> **EXERCISE DETAILS**: Across all of the records below, determine the number of lines containing the string "profiles"; reply with that number only.

Dataset items:
★ ★ ★ ★
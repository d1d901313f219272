//! `perftools.profiles` message types
//!
//! Field numbers follow `profile.proto` from the pprof repository. Fields
//! this profiler never writes (labels, drop/keep frames, comments, build ids
//! of functions) are still declared so foreign profiles decode losslessly.

#[derive(Clone, PartialEq, ::prost::Message)]
pub struct Profile {
    /// Semantics of each `Sample.value`; the event count is first with unit "count"
    #[prost(message, repeated, tag = "1")]
    pub sample_type: Vec<ValueType>,
    #[prost(message, repeated, tag = "2")]
    pub sample: Vec<Sample>,
    #[prost(message, repeated, tag = "3")]
    pub mapping: Vec<Mapping>,
    #[prost(message, repeated, tag = "4")]
    pub location: Vec<Location>,
    #[prost(message, repeated, tag = "5")]
    pub function: Vec<Function>,
    /// `string_table[0]` must always be ""
    #[prost(string, repeated, tag = "6")]
    pub string_table: Vec<String>,
    #[prost(int64, tag = "7")]
    pub drop_frames: i64,
    #[prost(int64, tag = "8")]
    pub keep_frames: i64,
    /// Time of collection (UTC), nanoseconds past the epoch
    #[prost(int64, tag = "9")]
    pub time_nanos: i64,
    #[prost(int64, tag = "10")]
    pub duration_nanos: i64,
    #[prost(message, optional, tag = "11")]
    pub period_type: Option<ValueType>,
    /// Number of events between sampled occurrences
    #[prost(int64, tag = "12")]
    pub period: i64,
    #[prost(int64, repeated, tag = "13")]
    pub comment: Vec<i64>,
    #[prost(int64, tag = "14")]
    pub default_sample_type: i64,
}

/// Type and unit, both as string table indices
#[derive(Clone, PartialEq, ::prost::Message)]
pub struct ValueType {
    #[prost(int64, tag = "1")]
    pub r#type: i64,
    #[prost(int64, tag = "2")]
    pub unit: i64,
}

#[derive(Clone, PartialEq, ::prost::Message)]
pub struct Sample {
    /// Leaf first
    #[prost(uint64, repeated, tag = "1")]
    pub location_id: Vec<u64>,
    #[prost(int64, repeated, tag = "2")]
    pub value: Vec<i64>,
    #[prost(message, repeated, tag = "3")]
    pub label: Vec<Label>,
}

#[derive(Clone, PartialEq, ::prost::Message)]
pub struct Label {
    #[prost(int64, tag = "1")]
    pub key: i64,
    #[prost(int64, tag = "2")]
    pub str: i64,
    #[prost(int64, tag = "3")]
    pub num: i64,
    #[prost(int64, tag = "4")]
    pub num_unit: i64,
}

#[derive(Clone, PartialEq, ::prost::Message)]
pub struct Mapping {
    /// Unique nonzero id
    #[prost(uint64, tag = "1")]
    pub id: u64,
    #[prost(uint64, tag = "2")]
    pub memory_start: u64,
    #[prost(uint64, tag = "3")]
    pub memory_limit: u64,
    #[prost(uint64, tag = "4")]
    pub file_offset: u64,
    #[prost(int64, tag = "5")]
    pub filename: i64,
    #[prost(int64, tag = "6")]
    pub build_id: i64,
    #[prost(bool, tag = "7")]
    pub has_functions: bool,
    #[prost(bool, tag = "8")]
    pub has_filenames: bool,
    #[prost(bool, tag = "9")]
    pub has_line_numbers: bool,
    #[prost(bool, tag = "10")]
    pub has_inline_frames: bool,
}

#[derive(Clone, PartialEq, ::prost::Message)]
pub struct Location {
    /// Unique nonzero id
    #[prost(uint64, tag = "1")]
    pub id: u64,
    /// 0 when the mapping is unknown
    #[prost(uint64, tag = "2")]
    pub mapping_id: u64,
    #[prost(uint64, tag = "3")]
    pub address: u64,
    #[prost(message, repeated, tag = "4")]
    pub line: Vec<Line>,
    #[prost(bool, tag = "5")]
    pub is_folded: bool,
}

#[derive(Clone, PartialEq, ::prost::Message)]
pub struct Line {
    #[prost(uint64, tag = "1")]
    pub function_id: u64,
    #[prost(int64, tag = "2")]
    pub line: i64,
}

#[derive(Clone, PartialEq, ::prost::Message)]
pub struct Function {
    /// Unique nonzero id
    #[prost(uint64, tag = "1")]
    pub id: u64,
    /// Human-readable (demangled) name
    #[prost(int64, tag = "2")]
    pub name: i64,
    /// Name as found in the symbol table
    #[prost(int64, tag = "3")]
    pub system_name: i64,
    #[prost(int64, tag = "4")]
    pub filename: i64,
    #[prost(int64, tag = "5")]
    pub start_line: i64,
}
★ ★ ★ ★
> **THE ANSWER**: 2